I am telling you all this to point out that there are other ways that Daniel could make his living and make way more money than he does at EE. But he chooses to do knives. I know times he has gone out of his way to make customers happy when I was telling him to "just say No". 

any way I think this thread has gone on long enough and I will not post in here again. just thought you all should have a little back ground.


----------



## knyfeknerd (Apr 12, 2013)

One of the things that I appreciate about KKF is hearing from the makers. Thanks guys, your opinions carry a lot of weight with me. 
I've never bought from EE, but perhaps someday when I'm in the market(aka rich!) for a DT or a BB!


----------



## Noodle Soup (Apr 12, 2013)

Bill Burke said:


> You are right Lucretia, sales tax in Washington is paid at the pos so doing a mail order from your home you only pay your regular sales tax.
> 
> Also I might add it is Dan's love of knives and people that are the reason for EE/BG.
> 
> ...



I'm afraid I don't agree with that statement. I don't know what they are supposed to do but buy anything from up in the Seattle Puget Sound area by mail and you always get hit with the full Seattle area sales tax. I bailed out on a purchase from EE some years ago when I saw that on the final total.
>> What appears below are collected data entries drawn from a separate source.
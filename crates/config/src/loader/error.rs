//! Error types for configuration sources.
//!
//! Responsibilities:
//! - Define error variants for every way a configuration source can fail.
//!
//! Does NOT handle:
//! - Recovering from failures (the loader falls through to the next source).
//!
//! Invariants:
//! - Every variant names the source that failed.
//! - Unavailability and parse failures are distinct variants but handled identically.

use std::path::PathBuf;
use thiserror::Error;

/// Errors that can occur while loading configuration from a single source.
#[derive(Error, Debug)]
pub enum ConfigError {
    #[error("{source_name} configuration unavailable: HTTP {status}")]
    Unavailable { source_name: String, status: u16 },

    #[error("Failed to fetch {source_name} configuration: {message}")]
    Fetch {
        source_name: String,
        message: String,
    },

    #[error("Failed to read config file at {path}")]
    Read {
        path: PathBuf,
        #[source]
        source: std::io::Error,
    },

    #[error("Failed to parse {source_name} configuration")]
    Parse {
        source_name: String,
        #[source]
        source: serde_yaml::Error,
    },
}

impl ConfigError {
    /// Returns true if the source could not be reached or returned a non-OK status.
    pub fn is_unavailable(&self) -> bool {
        matches!(
            self,
            Self::Unavailable { .. } | Self::Fetch { .. } | Self::Read { .. }
        )
    }

    /// A short label for metrics and structured logs.
    pub const fn kind(&self) -> &'static str {
        match self {
            Self::Unavailable { .. } => "unavailable",
            Self::Fetch { .. } => "fetch",
            Self::Read { .. } => "read",
            Self::Parse { .. } => "parse",
        }
    }
}
//! Configuration source providers.

use async_trait::async_trait;
use std::path::{Path, PathBuf};

use super::error::ConfigError;
use crate::types::HotkeyConfig;

/// A single place a hotkey configuration can be loaded from.
///
/// Implementations make exactly one attempt per call and report every
/// failure as a [`ConfigError`]; the loader decides what happens next.
#[async_trait]
pub trait ConfigSource: Send + Sync {
    /// Name used in logs and metrics (e.g. `site`, `default`).
    fn name(&self) -> &str;

    /// Load and parse the configuration.
    async fn load(&self) -> Result<HotkeyConfig, ConfigError>;
}

/// Parse YAML text fetched from a named source.
pub fn parse_source_text(source_name: &str, text: &str) -> Result<HotkeyConfig, ConfigError> {
    HotkeyConfig::from_yaml_str(text).map_err(|source| ConfigError::Parse {
        source_name: source_name.to_string(),
        source,
    })
}

/// Loads configuration from a YAML file on disk.
#[derive(Debug, Clone)]
pub struct FileConfigSource {
    name: String,
    path: PathBuf,
}

impl FileConfigSource {
    /// Create a file source named after the file path.
    pub fn new(path: impl Into<PathBuf>) -> Self {
        let path = path.into();
        Self {
            name: path.display().to_string(),
            path,
        }
    }

    /// Override the name reported in logs.
    pub fn with_name(mut self, name: impl Into<String>) -> Self {
        self.name = name.into();
        self
    }

    /// The file this source reads.
    pub fn path(&self) -> &Path {
        &self.path
    }
}

#[async_trait]
impl ConfigSource for FileConfigSource {
    fn name(&self) -> &str {
        &self.name
    }

    async fn load(&self) -> Result<HotkeyConfig, ConfigError> {
        let text = tokio::fs::read_to_string(&self.path)
            .await
            .map_err(|source| ConfigError::Read {
                path: self.path.clone(),
                source,
            })?;
        parse_source_text(&self.name, &text)
    }
}

/// Returns a fixed configuration. Never fails.
#[derive(Debug, Clone)]
pub struct StaticConfigSource {
    name: String,
    config: HotkeyConfig,
}

impl StaticConfigSource {
    pub fn new(name: impl Into<String>, config: HotkeyConfig) -> Self {
        Self {
            name: name.into(),
            config,
        }
    }
}

#[async_trait]
impl ConfigSource for StaticConfigSource {
    fn name(&self) -> &str {
        &self.name
    }

    async fn load(&self) -> Result<HotkeyConfig, ConfigError> {
        Ok(self.config.clone())
    }
}
//! Hotkey script injection into HTML pages.

use scrolly_config::constants::{
    HOTKEYS_SCRIPT_PATH, KEEPALIVE_INTERVAL_MS, WEBSOCKET_PATH, YAML_SCRIPT_PATH,
};

use super::ServeMode;

const BODY_CLOSE: &[u8] = b"</body>";
const HTML_OPEN: &[u8] = b"<html";

/// Whether a request path may name an HTML page: the root, `.html`/`.htm`
/// files and extension-less paths.
pub fn is_html_path(path: &str) -> bool {
    if path == "/" || path.ends_with('/') {
        return true;
    }
    let last = path.rsplit('/').next().unwrap_or(path);
    match last.rsplit_once('.') {
        None => true,
        Some((_, ext)) => ext.eq_ignore_ascii_case("html") || ext.eq_ignore_ascii_case("htm"),
    }
}

/// Whether a response body is HTML content.
pub fn looks_like_html(body: &[u8]) -> bool {
    find(body, HTML_OPEN).is_some() || find(body, BODY_CLOSE).is_some()
}

/// Scripts inserted into HTML pages.
#[derive(Debug, Clone, Copy, PartialEq, Eq)]
pub struct Injection {
    /// Browser-close detection over the websocket.
    pub keepalive: bool,
    /// The YAML parser and hotkey scripts. Only set when the overlay serves
    /// both files, so pages never reference a missing script.
    pub hotkeys: bool,
}

impl Injection {
    pub fn new(mode: ServeMode, hotkeys: bool) -> Self {
        Self {
            keepalive: mode == ServeMode::Presentation,
            hotkeys,
        }
    }

    pub fn is_empty(&self) -> bool {
        !self.keepalive && !self.hotkeys
    }

    /// The markup inserted before `</body>`.
    pub fn markup(&self) -> String {
        let mut out = String::from("\n");
        if self.keepalive {
            out.push_str(&keepalive_script());
        }
        if self.hotkeys {
            out.push_str(&format!(
                "<script src=\"{}\"></script>\n<script src=\"{}\"></script>\n",
                YAML_SCRIPT_PATH, HOTKEYS_SCRIPT_PATH
            ));
        }
        out
    }
}

fn keepalive_script() -> String {
    format!(
        r#"<script>
const wsUrl = 'ws://' + window.location.hostname + ':' + window.location.port + '{path}';
const ws = new WebSocket(wsUrl);
ws.onopen = () => {{
    console.log('Connected to server');
    setInterval(() => {{
        if (ws.readyState === WebSocket.OPEN) {{
            ws.send('ping');
        }}
    }}, {interval});
}};
ws.onclose = () => console.log('Disconnected from server');
ws.onerror = (error) => console.error('WebSocket error:', error);
</script>
"#,
        path = WEBSOCKET_PATH,
        interval = KEEPALIVE_INTERVAL_MS,
    )
}

/// Insert `injection` before the first `</body>`.
///
/// Bodies without `</body>` and empty injections leave the body unchanged.
pub fn inject_scripts(body: &[u8], injection: Injection) -> Vec<u8> {
    let Some(index) = find(body, BODY_CLOSE).filter(|_| !injection.is_empty()) else {
        return body.to_vec();
    };
    let markup = injection.markup();
    let mut out = Vec::with_capacity(body.len() + markup.len());
    out.extend_from_slice(&body[..index]);
    out.extend_from_slice(markup.as_bytes());
    out.extend_from_slice(&body[index..]);
    out
}

fn find(haystack: &[u8], needle: &[u8]) -> Option<usize> {
    haystack
        .windows(needle.len())
        .position(|window| window == needle)
}

#[cfg(test)]
mod tests {
    use super::*;

    #[test]
    fn test_html_paths() {
        assert!(is_html_path("/"));
        assert!(is_html_path("/index.html"));
        assert!(is_html_path("/deck.HTM"));
        assert!(is_html_path("/slides"));
        assert!(is_html_path("/chapter/"));
        assert!(!is_html_path("/hotkeys.js"));
        assert!(!is_html_path("/hotkeys.yaml"));
        assert!(!is_html_path("/v1.2/app.css"));
    }

    #[test]
    fn test_looks_like_html() {
        assert!(looks_like_html(b"<!doctype html><html><body></body></html>"));
        assert!(looks_like_html(b"<p>fragment</p></body>"));
        assert!(!looks_like_html(b"plain text"));
    }

    #[test]
    fn test_presentation_injection() {
        let body = b"<html><body><p>hi</p></body></html>";
        let injection = Injection::new(ServeMode::Presentation, true);
        let out = String::from_utf8(inject_scripts(body, injection)).unwrap();

        let ws = out.find("new WebSocket").unwrap();
        let yaml = out.find("<script src=\"/js-yaml.min.js\"></script>").unwrap();
        let hotkeys = out.find("<script src=\"/hotkeys.js\"></script>").unwrap();
        let close = out.find("</body>").unwrap();
        assert!(ws < yaml && yaml < hotkeys && hotkeys < close);
        assert!(out.contains("}, 5000);"));
        assert!(out.ends_with("</body></html>"));
    }

    #[test]
    fn test_server_mode_has_no_keepalive() {
        let body = b"<html><body></body></html>";
        let injection = Injection::new(ServeMode::Server, true);
        let out = String::from_utf8(inject_scripts(body, injection)).unwrap();
        assert!(!out.contains("WebSocket"));
        assert!(out.contains("/hotkeys.js"));
    }

    #[test]
    fn test_injects_before_first_body_close_only() {
        let body = b"<html><body></body><template></body></template></html>";
        let injection = Injection::new(ServeMode::Server, true);
        let out = String::from_utf8(inject_scripts(body, injection)).unwrap();
        assert_eq!(out.matches("/hotkeys.js").count(), 1);
        assert!(out.find("/hotkeys.js").unwrap() < out.find("</body>").unwrap());
    }

    #[test]
    fn test_body_without_close_tag_is_unchanged() {
        let body = b"<html><p>no body close</p></html>";
        let injection = Injection::new(ServeMode::Presentation, true);
        assert_eq!(inject_scripts(body, injection), body.to_vec());
    }

    #[test]
    fn test_missing_hotkey_assets_keep_only_keepalive() {
        let body = b"<html><body></body></html>";
        let injection = Injection::new(ServeMode::Presentation, false);
        let out = String::from_utf8(inject_scripts(body, injection)).unwrap();
        assert!(out.contains("new WebSocket"));
        assert!(!out.contains("/hotkeys.js"));
        assert!(!out.contains("/js-yaml.min.js"));
    }

    #[test]
    fn test_empty_injection_is_unchanged() {
        let body = b"<html><body></body></html>";
        let injection = Injection::new(ServeMode::Server, false);
        assert!(injection.is_empty());
        assert_eq!(inject_scripts(body, injection), body.to_vec());
    }
}
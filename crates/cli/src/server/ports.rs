//! Listening port selection.

use scrolly_config::constants::PORT_SCAN_RANGE;
use std::net::{Ipv4Addr, SocketAddr};
use tokio::net::TcpListener;
use tracing::debug;

use super::ServeError;

/// Bind the first free port in `[start, start + 100)` on all interfaces.
///
/// The listener is kept open, so the chosen port cannot be taken between
/// the scan and the server starting.
pub async fn bind_first_available(start: u16) -> Result<TcpListener, ServeError> {
    let end = start.saturating_add(PORT_SCAN_RANGE);
    for port in start..end {
        let addr = SocketAddr::from((Ipv4Addr::UNSPECIFIED, port));
        match TcpListener::bind(addr).await {
            Ok(listener) => return Ok(listener),
            Err(e) => debug!(port, error = %e, "Port unavailable"),
        }
    }
    Err(ServeError::NoAvailablePort { start, end })
}

#[cfg(test)]
mod tests {
    use super::*;

    #[tokio::test]
    async fn test_skips_taken_port() {
        let taken = TcpListener::bind((Ipv4Addr::UNSPECIFIED, 0)).await.unwrap();
        let port = taken.local_addr().unwrap().port();
        if port.checked_add(PORT_SCAN_RANGE).is_none() {
            return;
        }

        let listener = bind_first_available(port).await.unwrap();
        let chosen = listener.local_addr().unwrap().port();
        assert_ne!(chosen, port);
        assert!(chosen > port && chosen < port + PORT_SCAN_RANGE);
    }

    #[tokio::test]
    async fn test_empty_range_fails() {
        let err = bind_first_available(u16::MAX).await.unwrap_err();
        assert!(matches!(err, ServeError::NoAvailablePort { .. }));
    }
}
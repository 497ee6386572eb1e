//! Centralized constants for the scrolly workspace.
//!
//! This module contains default values used across crates to avoid
//! magic string and number duplication.

// =============================================================================
// Configuration Sources
// =============================================================================

/// Request path of the site-specific hotkey configuration.
pub const SITE_CONFIG_PATH: &str = "/hotkeys.yaml";

/// Request path of the bundled default hotkey configuration.
pub const DEFAULT_CONFIG_PATH: &str = "/hotkeys.default.yaml";

/// Source name reported for the site-specific configuration.
pub const SITE_SOURCE_NAME: &str = "site";

/// Source name reported for the bundled default configuration.
pub const DEFAULT_SOURCE_NAME: &str = "default";

/// The bundled default configuration, served when no library file provides one.
pub const BUNDLED_DEFAULT_YAML: &str = include_str!("../assets/hotkeys.default.yaml");

// =============================================================================
// Presentation Server
// =============================================================================

/// First port probed when looking for a free port.
pub const DEFAULT_PORT: u16 = 8080;

/// Number of consecutive ports probed before giving up.
pub const PORT_SCAN_RANGE: u16 = 100;

/// Script path of the YAML parser injected into HTML pages.
pub const YAML_SCRIPT_PATH: &str = "/js-yaml.min.js";

/// Script path of the hotkey module injected into HTML pages.
pub const HOTKEYS_SCRIPT_PATH: &str = "/hotkeys.js";

/// Websocket endpoint used by the browser to signal that it is still open.
pub const WEBSOCKET_PATH: &str = "/ws";

/// Endpoint that stops the presentation server.
pub const SHUTDOWN_PATH: &str = "/shutdown";

/// Interval between browser keep-alive pings, in milliseconds.
pub const KEEPALIVE_INTERVAL_MS: u64 = 5000;

/// Delay between a shutdown request and the server stopping, in milliseconds.
pub const SHUTDOWN_GRACE_MS: u64 = 200;

/// Delay between the browser socket closing and the server stopping, in milliseconds.
pub const BROWSER_CLOSE_GRACE_MS: u64 = 500;
//! Shared test utilities for scrolly integration tests.
//!
//! Invariants / Assumptions:
//! - Every command is hermetic: `SCROLLY_*` variables from the host are cleared.

#![allow(dead_code)]

use assert_cmd::Command;
use std::path::PathBuf;
use tempfile::TempDir;

/// Returns a hermetic `scrolly` command for integration testing.
pub fn scrolly_cmd() -> Command {
    let mut cmd = assert_cmd::cargo::cargo_bin_cmd!("scrolly");
    cmd.env_remove("SCROLLY_SITE_DIR")
        .env_remove("SCROLLY_LIB_DIR")
        .env_remove("SCROLLY_PORT")
        .env_remove("SCROLLY_BASE_URL")
        .env_remove("SCROLLY_METRICS_BIND")
        .env_remove("RUST_LOG");
    cmd
}

/// Write `contents` to `hotkeys.yaml` in a fresh temporary directory.
pub fn hotkeys_file(contents: &str) -> (TempDir, PathBuf) {
    let dir = TempDir::new().expect("create temp dir");
    let path = dir.path().join("hotkeys.yaml");
    std::fs::write(&path, contents).expect("write hotkeys.yaml");
    (dir, path)
}

pub const SITE_YAML: &str = r#"
enabled: true
navigation:
  next: [j, ArrowDown]
  previous: [k]
  first: Home
  last: End
  top: ["0"]
  fullscreen: [f]
sections:
  intro: i
  outro: o
steps:
  1: 0
  2: 1
custom:
  c: chart
scroll:
  behavior: instant
  block: start
"#;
One reason I wasn't happy to see Cabelas build in Olympia. If you run a business here you know that ever single little town and unincorporated area has its own rate.


----------



## Lucretia (Apr 13, 2013)

Got a couple of very nice PMs from Daniel & Drew at EE. Good followup on customer relations. Next time I'm in the area I plan to stop back in.

Although I don't know if I can forgive Daniel for playing the violin...


----------



## bieniek (Apr 14, 2013)

Bill Burke said:


> Also how many of you would let someone come to your house and flex your san mai knives when they would very probably stay bent. that's like going to a art gallery and being upset because you are asked not to lick the Monets and because you lick the paint in your own house all the time you think it should be ok. If someone where in my shop and started flexing Or bending my knives they would be asked to stop and if they insisted that it was ok because they wanted to see if my knives would flex, they would be asked to leave. like wise if they started "looking" at all the carbon steel knives leaving me with the job of cleaning and oiling them all to prevent problems from rusty finger prints showing up. if they first asked If they could test the flex of a particular knife I might say go ahead or I might tell them that since a particular model is a sanmai with very soft outer cladding and is not ment to be flexed because it will most likely bend instead of flexing, it would be different. Wsferrel posted that the counter person could have asked him several things but he could have voluntered this information also. No one can read minds.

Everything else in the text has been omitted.